This invention relates to secure data storage and processing in a storage array, addressing the challenge of efficiently storing encrypted data while maintaining security and reducing storage overhead. The method involves receiving encrypted data, where the data is encrypted using a private key associated with specific properties of the data. A corresponding public key is determined to decrypt the data, allowing access to the original unencrypted content. The decrypted data undergoes data reduction operations, such as deduplication or compression, to minimize storage requirements. The reduced data is then re-encrypted using a second encryption key before being stored in the storage array. This approach ensures that sensitive data remains secure while optimizing storage efficiency by reducing redundant or compressible data before final encryption and storage. The system dynamically handles encryption and decryption based on data properties, enabling secure and efficient data management in storage arrays.
7. The method of claim 6 , wherein the at least one property of the first data comprises at least one of the volume resident on the storage array, a logical volume rage resident on the storage array, a group of blocks associated with the volume resident on the storage array, a client identifier, or a client application identifier.
This invention relates to data management in storage systems, specifically identifying and processing properties of data stored on a storage array. The problem addressed is the need to efficiently track and manage data attributes to improve storage operations such as replication, migration, or backup. The invention provides a method for analyzing at least one property of data stored on a storage array, where the property can include the volume itself, a logical volume range, a group of blocks within a volume, a client identifier, or a client application identifier. These properties help distinguish data for targeted operations, such as prioritizing certain data for replication or excluding specific data from backup processes. The method ensures that storage operations are performed based on precise data characteristics, enhancing efficiency and reducing unnecessary processing. By leveraging these properties, the system can optimize storage resource usage and improve data management workflows. The invention is particularly useful in environments where large-scale data storage and retrieval are critical, such as enterprise storage systems or cloud-based storage solutions.
8. The method of claim 6 , wherein determining the first decryption key comprises: determining a security identifier associated with the at least one property of the first data; and accessing a mapping table that stores a mapping between the security identifier and the first decryption key.
This invention relates to secure data access systems, specifically methods for determining decryption keys based on data properties. The problem addressed is securely managing access to encrypted data by dynamically determining decryption keys based on specific properties of the data, rather than relying on static key assignments. The method involves analyzing at least one property of encrypted data to identify a security identifier associated with that property. This security identifier is then used to access a mapping table, which contains predefined relationships between security identifiers and corresponding decryption keys. The appropriate decryption key is retrieved from the table based on the security identifier, enabling decryption of the data. This approach allows for flexible and scalable key management, where different data properties can be mapped to different keys, enhancing security and access control. The method may be part of a broader system for encrypting and decrypting data, where data is encrypted using a first encryption key before storage or transmission, and the same or a different encryption key may be used for different data segments. The decryption key determination process ensures that only authorized users or systems with access to the correct security identifier can retrieve the proper decryption key, maintaining data confidentiality.
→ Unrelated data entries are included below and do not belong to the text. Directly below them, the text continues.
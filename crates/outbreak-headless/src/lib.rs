//! Headless outbreak runner.
//!
//! Loads a scenario directory, plays the host clock for a fixed number of
//! days and reports the final status. The binary in `main.rs` only parses
//! arguments, installs the logger and prints what [`run`] returns.

use std::path::PathBuf;

use anyhow::{Context, Result, bail};
use clap::Parser;
use log::LevelFilter;
use log4rs::Config;
use log4rs::append::console::ConsoleAppender;
use log4rs::config::{Appender, Root};
use log4rs::encode::pattern::PatternEncoder;

use outbreak_core::engine::{Engine, StatusReport};
use outbreak_core::fixed::Steps;
use outbreak_core::sim::SimulationStrategy;
use outbreak_core::validation::validate_determinism;

const LOG_PATTERN: &str = "{d(%Y-%m-%dT%H:%M:%SZ)} {h({l})} {t} - {m}{n}";

#[derive(Parser, Debug)]
#[command(name = "outbreak-headless")]
#[command(about = "Run a zombie outbreak scenario without a host event loop")]
pub struct Cli {
    /// Directory holding scenario.{ron,toml,json} and optionally density_effect.{ron,toml,json}
    pub scenario_dir: PathBuf,

    /// Number of days to simulate
    #[arg(long, default_value_t = 100)]
    pub days: Steps,

    /// Override the scenario's seed
    #[arg(long)]
    pub seed: Option<u64>,

    /// Log every step at debug level
    #[arg(long)]
    pub verbose: bool,

    /// Run the scenario twice and fail if the runs diverge
    #[arg(long)]
    pub check_determinism: bool,
}

/// Outcome of a completed run.
#[derive(Debug, Clone, PartialEq, Eq)]
pub struct RunSummary {
    pub status: StatusReport,
    pub state_hash: u64,
    /// Days compared by the determinism check, if it ran.
    pub determinism_days: Option<usize>,
}

/// Install the console logger. Info level, or debug with `verbose`.
pub fn init_logging(verbose: bool) -> Result<()> {
    let level = if verbose {
        LevelFilter::Debug
    } else {
        LevelFilter::Info
    };
    let stdout = ConsoleAppender::builder()
        .encoder(Box::new(PatternEncoder::new(LOG_PATTERN)))
        .build();
    let config = Config::builder()
        .appender(Appender::builder().build("stdout", Box::new(stdout)))
        .build(Root::builder().appender("stdout").build(level))
        .context("failed to build log config")?;
    log4rs::init_config(config).context("failed to install logger")?;
    Ok(())
}

/// Load the scenario and run it for `cli.days` days.
pub fn run(cli: &Cli) -> Result<RunSummary> {
    let mut scenario = outbreak_data::load_scenario(&cli.scenario_dir)
        .with_context(|| format!("failed to load {}", cli.scenario_dir.display()))?;
    if let Some(seed) = cli.seed {
        scenario.config.seed = seed;
    }

    let mut determinism_days = None;
    if cli.check_determinism {
        let result = validate_determinism(&scenario.config, cli.days)?;
        if let Some(step) = result.divergence_step {
            bail!("runs diverged at day {step}");
        }
        log::info!("{} days reproduced identically", result.hash_log.len());
        determinism_days = Some(result.hash_log.len());
    }

    let mut engine = Engine::new(&scenario.config)?.with_strategy(SimulationStrategy::Tick);
    for _ in 0..cli.days {
        engine.step();
        log::info!("{}", engine.status());
    }

    Ok(RunSummary {
        status: engine.status(),
        state_hash: engine.state_hash(),
        determinism_days,
    })
}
This technique is particularly useful in environments where data must be protected based on its content, context, or other attributes.
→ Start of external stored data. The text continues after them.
use fixed::types::I32F32;

/// Q32.32 fixed-point: 32 integer bits, 32 fractional bits.
///
/// Every stock, flow and parameter inside the engine uses this type so that
/// trajectories are bit-identical across platforms.
pub type Fixed64 = I32F32;

/// Simulation steps. One step is one simulated day.
pub type Steps = u64;

/// Convert an f64 to Fixed64. Use only for initialization, never in sim loop.
///
/// Returns `None` for NaN, infinities and values outside the Q32.32 range.
#[inline]
pub fn f64_to_fixed64(v: f64) -> Option<Fixed64> {
    Fixed64::checked_from_num(v)
}

/// Convert Fixed64 to f64. Use only for display and logging, never in sim loop.
#[inline]
pub fn fixed64_to_f64(v: Fixed64) -> f64 {
    v.to_num::<f64>()
}

/// Division that yields `Fixed64::MAX` instead of overflowing.
///
/// Callers guarantee a positive divisor.
#[inline]
pub fn saturating_div_64(a: Fixed64, b: Fixed64) -> Fixed64 {
    a.checked_div(b).unwrap_or(Fixed64::MAX)
}

/// Round half away from zero and convert to a whole count.
///
/// Negative inputs yield 0.
#[inline]
pub fn round_to_count(v: Fixed64) -> u64 {
    if v <= Fixed64::ZERO {
        return 0;
    }
    v.saturating_round().to_num::<u64>()
}

/// Truncate a non-negative quantity to a whole count, for status display.
#[inline]
pub fn truncate_to_count(v: Fixed64) -> u64 {
    if v <= Fixed64::ZERO {
        return 0;
    }
    v.to_num::<u64>()
}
9. The method of claim 6 , wherein determining the first decryption key comprises: determining a security identifier associated with the at least one property of the first data; sending a second request to a key management service for the first decryption key, the second request comprising the security identifier: and receiving a response with the first decryption key.
This invention relates to secure data access systems, specifically methods for decrypting encrypted data using dynamically retrieved decryption keys. The problem addressed is the secure and efficient retrieval of decryption keys from a centralized key management service based on data properties, ensuring that only authorized users or systems can access encrypted data. The method involves determining a security identifier associated with specific properties of encrypted data. This identifier is then used to request a decryption key from a key management service. The request includes the security identifier, and the service responds with the appropriate decryption key, which is then used to decrypt the data. The key management service acts as a centralized authority, managing and distributing decryption keys based on security policies and access controls. The method ensures that decryption keys are retrieved only when needed and are tied to specific data properties, enhancing security by minimizing key exposure. The key management service may enforce additional security checks, such as authentication or authorization, before releasing the decryption key. This approach is particularly useful in cloud-based or distributed systems where data encryption and key management are decentralized but must remain secure.
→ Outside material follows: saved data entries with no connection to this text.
//! Validation tools for state comparison and determinism checking.
//!
//! Provides utilities for comparing two engine states to find divergences,
//! and for validating that a configuration produces the same trajectory when
//! run twice.

use crate::config::{ConfigError, SimulationConfig};
use crate::engine::Engine;
use crate::fixed::{Fixed64, Steps};
use crate::reconciler::HealthState;
use crate::sim::SimulationStrategy;

// ---------------------------------------------------------------------------
// State diff types
// ---------------------------------------------------------------------------

/// A compartment whose value differs between two engines.
#[derive(Debug, Clone, PartialEq, Eq)]
pub struct StockDiff {
    pub compartment: &'static str,
    pub a: Fixed64,
    pub b: Fixed64,
}

/// A tracked pool whose membership differs between two engines.
#[derive(Debug, Clone, PartialEq, Eq)]
pub struct PoolDiff {
    pub pool: HealthState,
    pub a_len: usize,
    pub b_len: usize,
}

/// Per-subsystem match results.
#[derive(Debug, Clone)]
pub struct SubsystemDiff {
    pub stocks_match: bool,
    pub conveyor_matches: bool,
    pub modules_match: bool,
    pub rng_matches: bool,
    pub sim_state_matches: bool,
}

impl SubsystemDiff {
    pub fn all_match(&self) -> bool {
        self.stocks_match
            && self.conveyor_matches
            && self.modules_match
            && self.rng_matches
            && self.sim_state_matches
    }
}

/// Full state diff between two engines.
#[derive(Debug, Clone)]
pub struct StateDiff {
    pub is_identical: bool,
    pub subsystem_diffs: SubsystemDiff,
    pub stock_diffs: Vec<StockDiff>,
    pub pool_diffs: Vec<PoolDiff>,
}

// ---------------------------------------------------------------------------
// Quick compare (subsystem-level only)
// ---------------------------------------------------------------------------

/// Quick subsystem-level comparison using hashes.
pub fn quick_compare(a: &Engine, b: &Engine) -> SubsystemDiff {
    let ha = a.subsystem_hashes();
    let hb = b.subsystem_hashes();

    SubsystemDiff {
        stocks_match: ha.stocks == hb.stocks,
        conveyor_matches: ha.conveyor == hb.conveyor,
        modules_match: ha.modules == hb.modules,
        rng_matches: ha.rng == hb.rng,
        sim_state_matches: ha.sim_state == hb.sim_state,
    }
}

// ---------------------------------------------------------------------------
// Full diff
// ---------------------------------------------------------------------------

/// Compute a detailed diff between two engine states.
pub fn diff_engines(a: &Engine, b: &Engine) -> StateDiff {
    let subsystem_diffs = quick_compare(a, b);

    let sa = a.stocks();
    let sb = b.stocks();
    let stock_diffs: Vec<StockDiff> = [
        ("susceptible", sa.susceptible, sb.susceptible),
        ("bitten", sa.bitten, sb.bitten),
        ("zombie", sa.zombie, sb.zombie),
    ]
    .into_iter()
    .filter(|(_, va, vb)| va != vb)
    .map(|(compartment, a, b)| StockDiff { compartment, a, b })
    .collect();

    let mut pool_diffs = Vec::new();
    let pools_a = a.reconciler().map(|r| r.pools());
    let pools_b = b.reconciler().map(|r| r.pools());
    for pool in HealthState::ALL {
        let members_a = pools_a.map(|p| p.members(pool)).unwrap_or(&[]);
        let members_b = pools_b.map(|p| p.members(pool)).unwrap_or(&[]);
        let mut sorted_a = members_a.to_vec();
        let mut sorted_b = members_b.to_vec();
        sorted_a.sort();
        sorted_b.sort();
        if sorted_a != sorted_b {
            pool_diffs.push(PoolDiff {
                pool,
                a_len: sorted_a.len(),
                b_len: sorted_b.len(),
            });
        }
    }

    let is_identical =
        stock_diffs.is_empty() && pool_diffs.is_empty() && subsystem_diffs.all_match();

    StateDiff {
        is_identical,
        subsystem_diffs,
        stock_diffs,
        pool_diffs,
    }
}

// ---------------------------------------------------------------------------
// Determinism validation
// ---------------------------------------------------------------------------

/// Result of a determinism validation run.
#[derive(Debug)]
pub struct DeterminismResult {
    /// Whether the two runs produced identical results.
    pub is_deterministic: bool,
    /// Step at which divergence was first detected (if any).
    pub divergence_step: Option<Steps>,
    /// Hash log: (step, hash_run1, hash_run2) for each step.
    pub hash_log: Vec<(Steps, u64, u64)>,
}

/// Run the same configuration on two fresh engines for `steps` steps and
/// compare their state hashes after every step.
pub fn validate_determinism(
    config: &SimulationConfig,
    steps: Steps,
) -> Result<DeterminismResult, ConfigError> {
    let mut engine_a = Engine::new(config)?.with_strategy(SimulationStrategy::Tick);
    let mut engine_b = Engine::new(config)?.with_strategy(SimulationStrategy::Tick);

    let mut hash_log = Vec::new();
    let mut divergence_step = None;

    for _ in 0..steps {
        engine_a.step();
        engine_b.step();

        let hash_a = engine_a.state_hash();
        let hash_b = engine_b.state_hash();
        let step = engine_a.steps_completed();
        hash_log.push((step, hash_a, hash_b));

        if hash_a != hash_b && divergence_step.is_none() {
            divergence_step = Some(step);
        }
    }

    Ok(DeterminismResult {
        is_deterministic: divergence_step.is_none(),
        divergence_step,
        hash_log,
    })
}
10. The method of claim 6 , wherein determining the first decryption key comprises: identifying a plurality of security identifiers associated with the at least one property of the first data: accessing a policy definition mapping associated with the first data; selecting a first security identifier of the plurality of security identifiers based on the policy definition mapping; and determining the first decryption key using the first security identifier.
This invention relates to secure data access systems, specifically methods for dynamically determining decryption keys based on data properties and security policies. The problem addressed is the need to efficiently and securely manage access to encrypted data by dynamically selecting appropriate decryption keys based on data characteristics and predefined security rules. The method involves identifying multiple security identifiers linked to specific properties of encrypted data. These identifiers are then evaluated against a policy definition mapping associated with the data. The policy definition mapping contains rules that dictate which security identifier should be used for decryption based on the data's properties. A first security identifier is selected from the plurality based on these rules, and the corresponding decryption key is determined using the selected identifier. This approach ensures that only authorized users or systems with the correct security context can access the data, enhancing security while maintaining flexibility in key management. The method is particularly useful in environments where data access permissions vary based on data attributes, such as sensitivity levels, user roles, or contextual factors. By dynamically applying security policies, the system avoids the need for static key assignments, reducing administrative overhead and improving scalability. The invention is applicable in cloud storage, enterprise data management, and secure communication systems where fine-grained access control is required.
11. The method of claim 6 , wherein determining the first decryption key comprises: detecting a physical device on an input port associated with the storage array: and receiving the first decryption key from the physical device.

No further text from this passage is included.